**Task data**
********

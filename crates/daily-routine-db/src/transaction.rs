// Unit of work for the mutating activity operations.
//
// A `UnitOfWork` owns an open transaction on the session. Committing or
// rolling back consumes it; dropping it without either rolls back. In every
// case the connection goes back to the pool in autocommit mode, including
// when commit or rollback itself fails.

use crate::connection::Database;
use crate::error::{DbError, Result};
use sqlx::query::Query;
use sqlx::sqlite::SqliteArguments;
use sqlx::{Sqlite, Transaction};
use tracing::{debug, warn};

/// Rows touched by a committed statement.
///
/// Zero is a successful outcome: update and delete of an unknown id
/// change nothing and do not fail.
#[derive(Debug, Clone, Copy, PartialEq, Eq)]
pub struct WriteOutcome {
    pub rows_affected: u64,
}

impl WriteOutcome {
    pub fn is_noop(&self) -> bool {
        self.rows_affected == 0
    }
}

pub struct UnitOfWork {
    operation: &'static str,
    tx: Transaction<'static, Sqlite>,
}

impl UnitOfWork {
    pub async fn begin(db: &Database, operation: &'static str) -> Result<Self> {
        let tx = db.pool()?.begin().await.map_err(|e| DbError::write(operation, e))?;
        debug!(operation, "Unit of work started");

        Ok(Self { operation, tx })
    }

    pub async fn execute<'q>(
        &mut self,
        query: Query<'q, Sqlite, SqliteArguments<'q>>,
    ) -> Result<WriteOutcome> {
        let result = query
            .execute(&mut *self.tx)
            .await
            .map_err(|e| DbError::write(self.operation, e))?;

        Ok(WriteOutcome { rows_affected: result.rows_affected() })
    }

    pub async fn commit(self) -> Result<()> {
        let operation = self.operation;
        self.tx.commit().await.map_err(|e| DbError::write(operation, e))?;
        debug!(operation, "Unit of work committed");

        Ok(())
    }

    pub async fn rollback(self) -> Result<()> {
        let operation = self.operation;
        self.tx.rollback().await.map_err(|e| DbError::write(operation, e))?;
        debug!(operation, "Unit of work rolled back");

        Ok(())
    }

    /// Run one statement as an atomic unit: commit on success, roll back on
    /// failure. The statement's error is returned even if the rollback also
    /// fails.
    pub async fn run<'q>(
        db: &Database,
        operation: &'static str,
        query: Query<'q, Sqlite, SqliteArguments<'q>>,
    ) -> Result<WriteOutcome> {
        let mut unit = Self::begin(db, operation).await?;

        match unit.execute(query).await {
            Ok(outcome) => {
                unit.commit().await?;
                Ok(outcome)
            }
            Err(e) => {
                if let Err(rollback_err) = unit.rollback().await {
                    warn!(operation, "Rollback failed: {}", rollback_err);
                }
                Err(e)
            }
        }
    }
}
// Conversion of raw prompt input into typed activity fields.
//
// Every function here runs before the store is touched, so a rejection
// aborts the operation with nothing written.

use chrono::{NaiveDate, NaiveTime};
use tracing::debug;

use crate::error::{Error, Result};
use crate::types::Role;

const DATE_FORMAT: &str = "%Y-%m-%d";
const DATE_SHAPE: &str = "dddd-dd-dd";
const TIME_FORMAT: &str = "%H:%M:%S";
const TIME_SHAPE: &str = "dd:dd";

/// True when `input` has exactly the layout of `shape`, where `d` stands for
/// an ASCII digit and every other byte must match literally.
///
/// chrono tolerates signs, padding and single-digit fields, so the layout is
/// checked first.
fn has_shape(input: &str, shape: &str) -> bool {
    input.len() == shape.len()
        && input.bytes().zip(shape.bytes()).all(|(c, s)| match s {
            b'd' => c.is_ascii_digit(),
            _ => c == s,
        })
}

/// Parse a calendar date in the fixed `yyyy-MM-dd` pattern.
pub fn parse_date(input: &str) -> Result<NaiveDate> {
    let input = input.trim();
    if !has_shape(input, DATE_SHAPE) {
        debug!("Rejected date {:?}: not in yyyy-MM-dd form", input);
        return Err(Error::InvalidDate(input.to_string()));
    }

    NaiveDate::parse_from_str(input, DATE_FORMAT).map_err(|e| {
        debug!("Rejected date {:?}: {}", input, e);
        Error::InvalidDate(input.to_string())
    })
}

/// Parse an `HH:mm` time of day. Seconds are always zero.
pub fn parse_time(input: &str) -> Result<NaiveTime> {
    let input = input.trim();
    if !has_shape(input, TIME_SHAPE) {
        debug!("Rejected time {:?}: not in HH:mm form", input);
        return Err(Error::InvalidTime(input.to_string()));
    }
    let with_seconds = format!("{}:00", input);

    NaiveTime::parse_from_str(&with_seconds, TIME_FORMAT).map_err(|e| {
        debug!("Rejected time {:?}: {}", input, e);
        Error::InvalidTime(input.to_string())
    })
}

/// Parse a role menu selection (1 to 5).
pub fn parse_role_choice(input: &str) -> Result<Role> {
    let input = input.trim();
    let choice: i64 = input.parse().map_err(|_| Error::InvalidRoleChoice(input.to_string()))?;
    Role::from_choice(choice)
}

********

**What you need to do**
State the number of lines above that contain "execute". Write nothing besides it.

**Your solution**
3